(About this task)
Which lines run from the start of the data below to the line containing "pub fn raise(&self)"? Set them down exactly, with none added.

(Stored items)
========

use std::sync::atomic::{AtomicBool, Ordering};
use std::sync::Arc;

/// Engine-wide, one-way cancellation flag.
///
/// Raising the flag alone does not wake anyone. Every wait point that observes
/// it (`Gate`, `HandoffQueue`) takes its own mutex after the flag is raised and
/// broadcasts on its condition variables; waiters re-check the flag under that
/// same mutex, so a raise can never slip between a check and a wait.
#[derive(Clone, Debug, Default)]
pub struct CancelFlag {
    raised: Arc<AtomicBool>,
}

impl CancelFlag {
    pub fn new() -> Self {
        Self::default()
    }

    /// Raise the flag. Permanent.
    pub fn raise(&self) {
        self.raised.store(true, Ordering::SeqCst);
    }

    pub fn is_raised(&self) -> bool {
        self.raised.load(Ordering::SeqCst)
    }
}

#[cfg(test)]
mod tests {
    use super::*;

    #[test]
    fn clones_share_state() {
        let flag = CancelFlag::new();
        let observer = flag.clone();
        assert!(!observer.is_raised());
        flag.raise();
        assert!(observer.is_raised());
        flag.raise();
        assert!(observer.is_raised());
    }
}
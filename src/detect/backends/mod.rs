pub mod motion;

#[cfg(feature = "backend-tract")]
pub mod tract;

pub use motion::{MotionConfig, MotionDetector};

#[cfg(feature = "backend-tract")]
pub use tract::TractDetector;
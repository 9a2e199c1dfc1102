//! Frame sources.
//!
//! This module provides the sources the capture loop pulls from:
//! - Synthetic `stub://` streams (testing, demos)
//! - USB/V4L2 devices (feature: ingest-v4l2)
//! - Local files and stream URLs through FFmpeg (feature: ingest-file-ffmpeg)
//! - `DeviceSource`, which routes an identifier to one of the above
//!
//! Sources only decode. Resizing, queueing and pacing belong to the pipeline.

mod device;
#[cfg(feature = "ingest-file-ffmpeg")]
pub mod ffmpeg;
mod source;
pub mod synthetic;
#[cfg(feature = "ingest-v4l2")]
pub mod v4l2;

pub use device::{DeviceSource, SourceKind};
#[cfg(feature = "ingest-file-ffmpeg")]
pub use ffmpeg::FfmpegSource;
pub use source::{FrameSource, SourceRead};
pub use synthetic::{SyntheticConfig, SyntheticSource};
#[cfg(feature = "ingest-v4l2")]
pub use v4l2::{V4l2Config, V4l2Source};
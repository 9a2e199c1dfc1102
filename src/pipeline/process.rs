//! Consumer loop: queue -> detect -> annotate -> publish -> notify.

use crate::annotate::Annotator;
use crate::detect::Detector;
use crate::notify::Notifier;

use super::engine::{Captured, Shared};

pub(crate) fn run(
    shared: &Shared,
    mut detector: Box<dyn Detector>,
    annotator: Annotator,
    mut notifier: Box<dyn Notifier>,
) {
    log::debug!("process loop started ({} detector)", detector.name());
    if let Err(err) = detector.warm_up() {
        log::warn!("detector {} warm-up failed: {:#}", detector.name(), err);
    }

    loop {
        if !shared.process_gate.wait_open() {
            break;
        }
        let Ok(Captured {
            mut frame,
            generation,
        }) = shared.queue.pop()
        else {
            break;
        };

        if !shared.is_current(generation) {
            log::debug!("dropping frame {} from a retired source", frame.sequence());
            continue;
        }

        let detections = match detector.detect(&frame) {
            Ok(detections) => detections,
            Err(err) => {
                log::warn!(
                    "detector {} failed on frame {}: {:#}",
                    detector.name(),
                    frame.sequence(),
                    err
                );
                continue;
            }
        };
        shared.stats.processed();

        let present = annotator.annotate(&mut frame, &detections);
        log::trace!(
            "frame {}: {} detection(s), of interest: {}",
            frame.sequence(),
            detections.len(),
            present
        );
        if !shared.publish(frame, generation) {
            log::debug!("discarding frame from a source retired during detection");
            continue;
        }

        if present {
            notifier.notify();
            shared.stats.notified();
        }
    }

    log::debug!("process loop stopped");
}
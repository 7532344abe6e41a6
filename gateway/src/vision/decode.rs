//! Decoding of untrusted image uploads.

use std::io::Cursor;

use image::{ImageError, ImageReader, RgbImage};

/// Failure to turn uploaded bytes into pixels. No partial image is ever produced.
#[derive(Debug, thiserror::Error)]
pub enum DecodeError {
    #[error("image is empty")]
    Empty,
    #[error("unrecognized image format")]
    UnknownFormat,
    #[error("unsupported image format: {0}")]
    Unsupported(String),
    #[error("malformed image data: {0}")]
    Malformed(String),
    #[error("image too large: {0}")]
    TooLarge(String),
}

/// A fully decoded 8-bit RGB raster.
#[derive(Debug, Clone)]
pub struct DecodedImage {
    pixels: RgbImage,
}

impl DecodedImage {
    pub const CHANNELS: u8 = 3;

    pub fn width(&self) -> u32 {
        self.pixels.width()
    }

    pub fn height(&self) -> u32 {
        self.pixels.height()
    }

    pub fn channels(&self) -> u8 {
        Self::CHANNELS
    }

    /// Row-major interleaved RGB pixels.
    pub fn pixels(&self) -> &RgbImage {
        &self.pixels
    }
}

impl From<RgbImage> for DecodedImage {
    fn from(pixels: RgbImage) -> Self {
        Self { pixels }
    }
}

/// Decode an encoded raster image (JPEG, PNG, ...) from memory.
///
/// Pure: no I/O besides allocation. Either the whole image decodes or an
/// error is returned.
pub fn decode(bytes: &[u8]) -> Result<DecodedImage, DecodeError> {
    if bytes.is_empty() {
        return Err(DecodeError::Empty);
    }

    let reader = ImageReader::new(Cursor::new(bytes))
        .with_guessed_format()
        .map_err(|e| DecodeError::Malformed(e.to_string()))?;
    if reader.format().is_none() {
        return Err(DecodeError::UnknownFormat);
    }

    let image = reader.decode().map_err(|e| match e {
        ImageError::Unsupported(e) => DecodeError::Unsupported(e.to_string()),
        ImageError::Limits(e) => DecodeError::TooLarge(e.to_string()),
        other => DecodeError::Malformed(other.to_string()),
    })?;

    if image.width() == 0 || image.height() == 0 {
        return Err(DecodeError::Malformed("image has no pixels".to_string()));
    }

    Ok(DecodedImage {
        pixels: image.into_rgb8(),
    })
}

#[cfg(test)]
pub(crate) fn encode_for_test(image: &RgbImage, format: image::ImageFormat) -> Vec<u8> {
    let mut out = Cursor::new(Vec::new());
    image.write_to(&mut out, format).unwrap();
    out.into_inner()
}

========

(Exercise solution)
use std::sync::atomic::{AtomicBool, Ordering};
use std::sync::Arc;

/// Engine-wide, one-way cancellation flag.
///
/// Raising the flag alone does not wake anyone. Every wait point that observes
/// it (`Gate`, `HandoffQueue`) takes its own mutex after the flag is raised and
/// broadcasts on its condition variables; waiters re-check the flag under that
/// same mutex, so a raise can never slip between a check and a wait.
#[derive(Clone, Debug, Default)]
pub struct CancelFlag {
    raised: Arc<AtomicBool>,
}

impl CancelFlag {
    pub fn new() -> Self {
        Self::default()
    }

    /// Raise the flag. Permanent.
    pub fn raise(&self) {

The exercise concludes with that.